A film that literally is dark, shot mostly at night on the cold winter streets of Seattle, "The Long Night," is funded by the Alexia Foundation, which supports photographers as agents of change. It captures the desperate lives of trafficked girls, the anguish of their parents and the difficulties of police trying to distinguish between victims and criminals.
When the documentary's director Tim Matsui talks to people about young girls ensnared in prostitution, he said, their question and his response tend to follow the same pattern:
"Are these all these Asian girls being brought over? I say, 'No, it's little Janie down the street.'"
Natalie, one of the main characters in the documentary, which is available online, is one such "little Janie."
She is also one of an estimated 100,000 to 300,000 children, primarily girls, who are at risk of being trafficked in the U.S. every year.
About one-third of runaway girls will be approached by a sex trafficker or lured into prostitution in the first 48 hours after they leave home, according to the Center against Rape and Domestic Violence.
A bright, wholesome-looking girl from a working class family in suburban Seattle, Natalie decided to run away from home at the age of 15. She left for Seattle, she said in the film, for no other reason than "I just wanted to go find myself and see what the world had to offer me."
Within days of leaving home, she found out. It included losing her virginity to a john, selling her body every night on the streets to earn money and getting raped.
"It was just insane how quickly it happened," she said.
Natalie came home after 10 days, but she felt uncomfortable and quickly left again.
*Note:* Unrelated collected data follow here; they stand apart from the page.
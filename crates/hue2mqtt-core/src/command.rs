// ── Command translator ──
//
// Turns inbound `/set` messages into hub command invocations. Owns no
// state: device identities are resolved against the reconciler's
// point-in-time index, and the resulting command goes straight to the
// hub client. State changes are never applied optimistically -- the
// hub's own event echoes them back through the reconciler.

use std::sync::Arc;

use arc_swap::ArcSwap;
use serde_json::{Map, Value};
use tracing::warn;

use crate::config::TopicSettings;
use crate::error::{TopicParseError, TranslationError};
use crate::model::Category;
use crate::reconciler::DeviceIndex;
use crate::topic;

/// Writable light attributes, as the hub's state endpoint accepts them.
pub const LIGHT_ATTRIBUTES: &[&str] = &[
    "on",
    "bri",
    "ct",
    "hue",
    "sat",
    "xy",
    "alert",
    "effect",
    "transitiontime",
    "bri_inc",
    "sat_inc",
    "hue_inc",
    "ct_inc",
    "xy_inc",
];

/// Writable group attributes: everything a light takes, plus scene recall.
pub const GROUP_ATTRIBUTES: &[&str] = &[
    "on",
    "bri",
    "ct",
    "hue",
    "sat",
    "xy",
    "alert",
    "effect",
    "transitiontime",
    "bri_inc",
    "sat_inc",
    "hue_inc",
    "ct_inc",
    "xy_inc",
    "scene",
];

/// One validated hub command invocation.
#[derive(Debug, Clone, PartialEq, Eq)]
pub struct HubCommand {
    pub category: Category,
    /// Hub-local device id.
    pub id: String,
    pub attributes: Map<String, Value>,
}

pub struct CommandTranslator {
    settings: TopicSettings,
    index: Arc<ArcSwap<DeviceIndex>>,
}

impl CommandTranslator {
    pub fn new(settings: TopicSettings, index: Arc<ArcSwap<DeviceIndex>>) -> Self {
        Self { settings, index }
    }

    /// Validate one inbound message and produce exactly one command.
    pub fn translate(
        &self,
        topic_path: &str,
        payload: &[u8],
    ) -> Result<HubCommand, TranslationError> {
        let address = topic::decode(topic_path, &self.settings)?;
        if !address.control {
            return Err(TopicParseError::NotAControlTopic {
                topic: topic_path.to_owned(),
            }
            .into());
        }

        // Sensors are read-only; reject before even parsing the payload.
        if address.category == Category::Sensor {
            return Err(TranslationError::Unwritable {
                category: address.category,
            });
        }

        let body: Value =
            serde_json::from_slice(payload).map_err(|e| TranslationError::BadPayload {
                reason: e.to_string(),
            })?;
        let Value::Object(object) = body else {
            return Err(TranslationError::BadPayload {
                reason: "expected a JSON object".into(),
            });
        };
        if object.is_empty() {
            return Err(TranslationError::BadPayload {
                reason: "empty object".into(),
            });
        }

        let allowed = match address.category {
            Category::Light => LIGHT_ATTRIBUTES,
            Category::Group => GROUP_ATTRIBUTES,
            Category::Sensor => unreachable!("rejected above"),
        };

        let mut attributes = Map::new();
        for (key, value) in object {
            if allowed.contains(&key.as_str()) {
                attributes.insert(key, value);
            } else {
                warn!(topic = %topic_path, attribute = %key, "ignoring unrecognized attribute");
            }
        }
        if attributes.is_empty() {
            return Err(TranslationError::BadPayload {
                reason: "no recognized attributes".into(),
            });
        }

        let id = self
            .index
            .load()
            .resolve(address.category, &address.identity)
            .map(str::to_owned)
            .ok_or_else(|| TranslationError::UnknownDevice {
                category: address.category,
                identity: address.identity.clone(),
            })?;

        Ok(HubCommand {
            category: address.category,
            id,
            attributes,
        })
    }
}

// ── Tests ────────────────────────────────────────────────────────────
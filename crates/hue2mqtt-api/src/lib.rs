// hue2mqtt-api: Async Rust client for Hue-compatible hubs (REST + WebSocket events)

pub mod client;
pub mod error;
pub mod events;
pub mod types;

pub use client::{HubClient, HubConfig};
pub use error::ApiError;
pub use events::{backoff_delay, EventSocket, ReconnectConfig};
pub use types::{BridgeInfo, FullState, Handshake, HubEvent, Resource};
// Hub REST client
//
// Wraps `reqwest::Client` with hub-specific URL construction and error
// envelope handling. The hub speaks plain JSON over HTTP: reads return
// either the requested body or an `[{"error": {...}}]` array, writes
// always return an array of per-attribute success/error entries.

use std::time::Duration;

use secrecy::{ExposeSecret, SecretString};
use serde::de::DeserializeOwned;
use tracing::debug;
use url::Url;

use crate::error::ApiError;
use crate::types::{
    ApiReply, ConfigResponse, FullState, Handshake, ERROR_LINK_BUTTON, ERROR_UNAUTHORIZED,
};

/// Connection parameters for a hub.
#[derive(Debug, Clone)]
pub struct HubConfig {
    /// Host (or `host:port`) of the hub's REST API.
    pub host: String,
    /// Registered application key.
    pub api_key: SecretString,
    /// Event WebSocket port to use when the hub's handshake does not
    /// advertise one.
    pub event_port: Option<u16>,
    /// Per-request timeout.
    pub timeout: Duration,
}

/// HTTP client for a Hue-compatible hub.
///
/// Cheaply cloneable -- `reqwest::Client` is an `Arc` internally.
#[derive(Clone)]
pub struct HubClient {
    http: reqwest::Client,
    base_url: Url,
    api_key: SecretString,
}

impl HubClient {
    /// Create a client. Does not touch the network -- call
    /// [`connect()`](Self::connect) to perform the handshake.
    pub fn new(config: &HubConfig) -> Result<Self, ApiError> {
        let base_url = Url::parse(&format!("http://{}/", config.host))?;
        let http = reqwest::Client::builder()
            .timeout(config.timeout)
            .build()?;
        Ok(Self {
            http,
            base_url,
            api_key: config.api_key.clone(),
        })
    }

    /// The hub's hostname, for building the event WebSocket URL.
    pub fn host(&self) -> &str {
        self.base_url.host_str().unwrap_or_default()
    }

    fn api_url(&self, suffix: &str) -> Result<Url, ApiError> {
        let path = if suffix.is_empty() {
            format!("api/{}", self.api_key.expose_secret())
        } else {
            format!("api/{}/{suffix}", self.api_key.expose_secret())
        };
        Ok(self.base_url.join(&path)?)
    }

    // ── Handshake ────────────────────────────────────────────────────

    /// Fetch the hub's identity and event-stream advertisement.
    ///
    /// A rejected application key surfaces as [`ApiError::Unauthorized`].
    pub async fn connect(&self) -> Result<Handshake, ApiError> {
        let raw: ConfigResponse = self.get_json("config").await?;
        debug!(name = %raw.name, api_version = %raw.apiversion, "hub handshake complete");
        Ok(raw.into())
    }

    // ── Snapshot ─────────────────────────────────────────────────────

    /// Fetch the full device tables (lights, groups, sensors).
    pub async fn fetch_snapshot(&self) -> Result<FullState, ApiError> {
        let state: FullState = self.get_json("").await?;
        debug!(devices = state.device_count(), "snapshot fetched");
        Ok(state)
    }

    // ── Commands ─────────────────────────────────────────────────────

    /// Apply a state change to a light.
    pub async fn set_light_state(
        &self,
        id: &str,
        attributes: &serde_json::Map<String, serde_json::Value>,
    ) -> Result<(), ApiError> {
        self.put_state(&format!("lights/{id}/state"), attributes)
            .await
    }

    /// Apply an action to a group.
    pub async fn set_group_action(
        &self,
        id: &str,
        attributes: &serde_json::Map<String, serde_json::Value>,
    ) -> Result<(), ApiError> {
        self.put_state(&format!("groups/{id}/action"), attributes)
            .await
    }

    async fn put_state(
        &self,
        suffix: &str,
        attributes: &serde_json::Map<String, serde_json::Value>,
    ) -> Result<(), ApiError> {
        let url = self.api_url(suffix)?;
        let body = self
            .http
            .put(url)
            .json(attributes)
            .send()
            .await?
            .error_for_status()?
            .text()
            .await?;

        let replies: Vec<ApiReply> = parse_body(&body)?;
        for reply in replies {
            if let Some(err) = reply.error {
                return Err(match err.kind {
                    ERROR_UNAUTHORIZED => ApiError::Unauthorized {
                        message: err.description,
                    },
                    _ => ApiError::CommandRejected {
                        address: err.address,
                        description: err.description,
                    },
                });
            }
        }
        Ok(())
    }

    // ── Registration ─────────────────────────────────────────────────

    /// Register a new application key with the hub.
    ///
    /// Requires the hub's link button to have been pressed; otherwise
    /// returns [`ApiError::LinkButtonNotPressed`].
    pub async fn register(host: &str, devicetype: &str) -> Result<String, ApiError> {
        let url = Url::parse(&format!("http://{host}/"))?.join("api")?;
        let http = reqwest::Client::builder()
            .timeout(Duration::from_secs(10))
            .build()?;

        let body = http
            .post(url)
            .json(&serde_json::json!({ "devicetype": devicetype }))
            .send()
            .await?
            .text()
            .await?;

        let replies: Vec<ApiReply> = parse_body(&body)?;
        for reply in replies {
            if let Some(err) = reply.error {
                return Err(match err.kind {
                    ERROR_LINK_BUTTON => ApiError::LinkButtonNotPressed,
                    kind => ApiError::Hub {
                        kind,
                        address: err.address,
                        description: err.description,
                    },
                });
            }
            if let Some(success) = reply.success {
                if let Some(username) = success.get("username").and_then(|v| v.as_str()) {
                    return Ok(username.to_owned());
                }
            }
        }

        Err(ApiError::Deserialization {
            message: "registration reply contained no username".into(),
            body,
        })
    }

    // ── Shared request plumbing ──────────────────────────────────────

    /// GET an API path and parse the body, unwrapping the hub's error
    /// envelope. The hub returns errors with HTTP 200, so the body has
    /// to be inspected either way.
    async fn get_json<T: DeserializeOwned>(&self, suffix: &str) -> Result<T, ApiError> {
        let url = self.api_url(suffix)?;
        let body = self
            .http
            .get(url)
            .send()
            .await?
            .error_for_status()?
            .text()
            .await?;

        match parse_body::<T>(&body) {
            Ok(value) => Ok(value),
            // Expected body didn't parse -- check for an error envelope
            // before reporting a deserialization failure.
            Err(parse_err) => {
                if let Ok(replies) = serde_json::from_str::<Vec<ApiReply>>(&body) {
                    if let Some(err) = replies.into_iter().find_map(|r| r.error) {
                        return Err(match err.kind {
                            ERROR_UNAUTHORIZED => ApiError::Unauthorized {
                                message: err.description,
                            },
                            kind => ApiError::Hub {
                                kind,
                                address: err.address,
                                description: err.description,
                            },
                        });
                    }
                }
                Err(parse_err)
            }
        }
    }
}

fn parse_body<T: DeserializeOwned>(body: &str) -> Result<T, ApiError> {
    serde_json::from_str(body).map_err(|e| ApiError::Deserialization {
        message: e.to_string(),
        body: body.to_owned(),
    })
}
This time she was seduced by a pimp who had her earning $1,500 a night within a week of their meeting. She thought she was in love with him until he began beating her.
They were both arrested 108 days after she left home for the second time.
Natalie's mother, Nacole, visited her in juvenile detention centre. While her daughter was angry and defiant, Nacole said, "You felt like you were punishing her for something that wasn't her fault."
The police officers in the film come to feel much the same way when they start asking questions of the girls they arrested repeatedly.
"I learned the story of prostitution," said Sheriff's Deputy Andy Conner. "The girls aren't there because they want to be there."
After he found no local programme to help the girls leave prostitution, he set up a drop-in centre called the Genesis Project. There, they can get a shower, a meal and guidance in how to get a high-school equivalency degree and other tools to restart their lives off the streets.
Natalie eventually returned home and reclaimed her life.
Lisa, a 19-year-old girl in the film who had been working on the streets since she was trafficked at 13, was not as fortunate.
After being arrested, Lisa entered a drug rehabilitation programme through the Genesis Project for her heroin addiction, but only stayed an hour. Days later, she was arrested again for prostitution and sentenced to 90 days in jail.
"It doesn't matter how clean I try get, how many showers I take," she said. "It just doesn't go away, you know?"
Matsui, the director, told the Thomson Reuters Foundation that he really wanted to show in the film how difficult it is to get out of the life and survive problems like drug addiction.
He is using unused footage shot for the film for a project called Leaving the Life. It is designed to help law enforcement officials and service providers understand the lives and problems of sex trafficked children and encourage them to consider such children as victims rather than criminals.
Lisa attended the premiere of the film in a local Seattle cinema on Sunday, but she's still struggling with addiction, Matsui said.
"I think she's a survivor and she stands a chance to leave the life."